### RECORDS FOR THIS TASK
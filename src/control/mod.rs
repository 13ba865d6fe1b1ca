//! Control plane: served whenever the Host header names no tenant.
//!
//! # Routes
//! ```text
//! GET /api/status               → tenant count and process memory
//! GET /api/tunnels/{id}/status  → connected sockets of one tenant
//!     (both also answer with a trailing slash)
//! ── bearer gate (when a secret is configured) ──
//! GET /?new                     → bootstrap with a generated id
//! GET /                         → 302 to the landing page
//! GET /{name}                   → bootstrap with a requested id
//! anything else                 → 404
//! ```

pub mod auth;
pub mod bootstrap;
pub mod handlers;
pub mod route;

use axum::{middleware, routing::get, Router};
use tower_http::request_id::{PropagateRequestIdLayer, SetRequestIdLayer};
use tower_http::trace::TraceLayer;

use self::auth::bearer_auth;
use self::handlers::{bootstrap_or_redirect, get_status, get_tunnel_status};
use crate::http::request::MakeRequestUuidV4;
use crate::http::server::AppState;

pub use bootstrap::{bootstrap, BootstrapRequest, TunnelDescriptor};
pub use route::ControlRoute;

pub fn control_router(state: AppState) -> Router {
    let gated = Router::new()
        .fallback(bootstrap_or_redirect)
        .layer(middleware::from_fn_with_state(state.clone(), bearer_auth))
        .with_state(state.clone());

    Router::new()
        .route("/api/status", get(get_status))
        .route("/api/status/", get(get_status))
        .route("/api/tunnels/{id}/status", get(get_tunnel_status))
        .route("/api/tunnels/{id}/status/", get(get_tunnel_status))
        .with_state(state)
        .fallback_service(gated)
        .layer(TraceLayer::new_for_http())
        .layer(PropagateRequestIdLayer::x_request_id())
        .layer(SetRequestIdLayer::x_request_id(MakeRequestUuidV4))
}
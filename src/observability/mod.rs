//! Observability subsystem.
//!
//! # Data Flow
//! ```text
//! All subsystems produce:
//!     → logging.rs (structured log events via tracing)
//!     → metrics.rs (counters, gauges)
//!
//! Consumers:
//!     → stdout (pretty or JSON lines)
//!     → Metrics endpoint (Prometheus scrape)
//! ```
//!
//! # Design Decisions
//! - Structured logging for machine parsing
//! - Metrics are cheap (atomic increments); recording without an
//!   installed exporter is a no-op

pub mod logging;
pub mod metrics;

### EXERCISE DETAILS
All the records above need to be transcribed exactly and in full.

### RESULT BELOW
filename src/control/mod.rs
repository 13ba865d6fe1b1ca
//! Control plane: served whenever the Host header names no tenant.
//!
//! # Routes
//! ```text
//! GET /api/status               → tenant count and process memory
//! GET /api/tunnels/{id}/status  → connected sockets of one tenant
//!     (both also answer with a trailing slash)
//! ── bearer gate (when a secret is configured) ──
//! GET /?new                     → bootstrap with a generated id
//! GET /                         → 302 to the landing page
//! GET /{name}                   → bootstrap with a requested id
//! anything else                 → 404
//! ```

pub mod auth;
pub mod bootstrap;
pub mod handlers;
pub mod route;

use axum::{middleware, routing::get, Router};
use tower_http::request_id::{PropagateRequestIdLayer, SetRequestIdLayer};
use tower_http::trace::TraceLayer;

use self::auth::bearer_auth;
use self::handlers::{bootstrap_or_redirect, get_status, get_tunnel_status};
use crate::http::request::MakeRequestUuidV4;
use crate::http::server::AppState;

pub use bootstrap::{bootstrap, BootstrapRequest, TunnelDescriptor};
pub use route::ControlRoute;

pub fn control_router(state: AppState) -> Router {
    let gated = Router::new()
        .fallback(bootstrap_or_redirect)
        .layer(middleware::from_fn_with_state(state.clone(), bearer_auth))
        .with_state(state.clone());

    Router::new()
        .route("/api/status", get(get_status))
        .route("/api/status/", get(get_status))
        .route("/api/tunnels/{id}/status", get(get_tunnel_status))
        .route("/api/tunnels/{id}/status/", get(get_tunnel_status))
        .with_state(state)
        .fallback_service(gated)
        .layer(TraceLayer::new_for_http())
        .layer(PropagateRequestIdLayer::x_request_id())
        .layer(SetRequestIdLayer::x_request_id(MakeRequestUuidV4))
}
filename src/observability/mod.rs
//! Observability subsystem.
//!
//! # Data Flow
//! ```text
//! All subsystems produce:
//!     → logging.rs (structured log events via tracing)
//!     → metrics.rs (counters, gauges)
//!
//! Consumers:
//!     → stdout (pretty or JSON lines)
//!     → Metrics endpoint (Prometheus scrape)
//! ```
//!
//! # Design Decisions
//! - Structured logging for machine parsing
//! - Metrics are cheap (atomic increments); recording without an
//!   installed exporter is a no-op

pub mod logging;
pub mod metrics;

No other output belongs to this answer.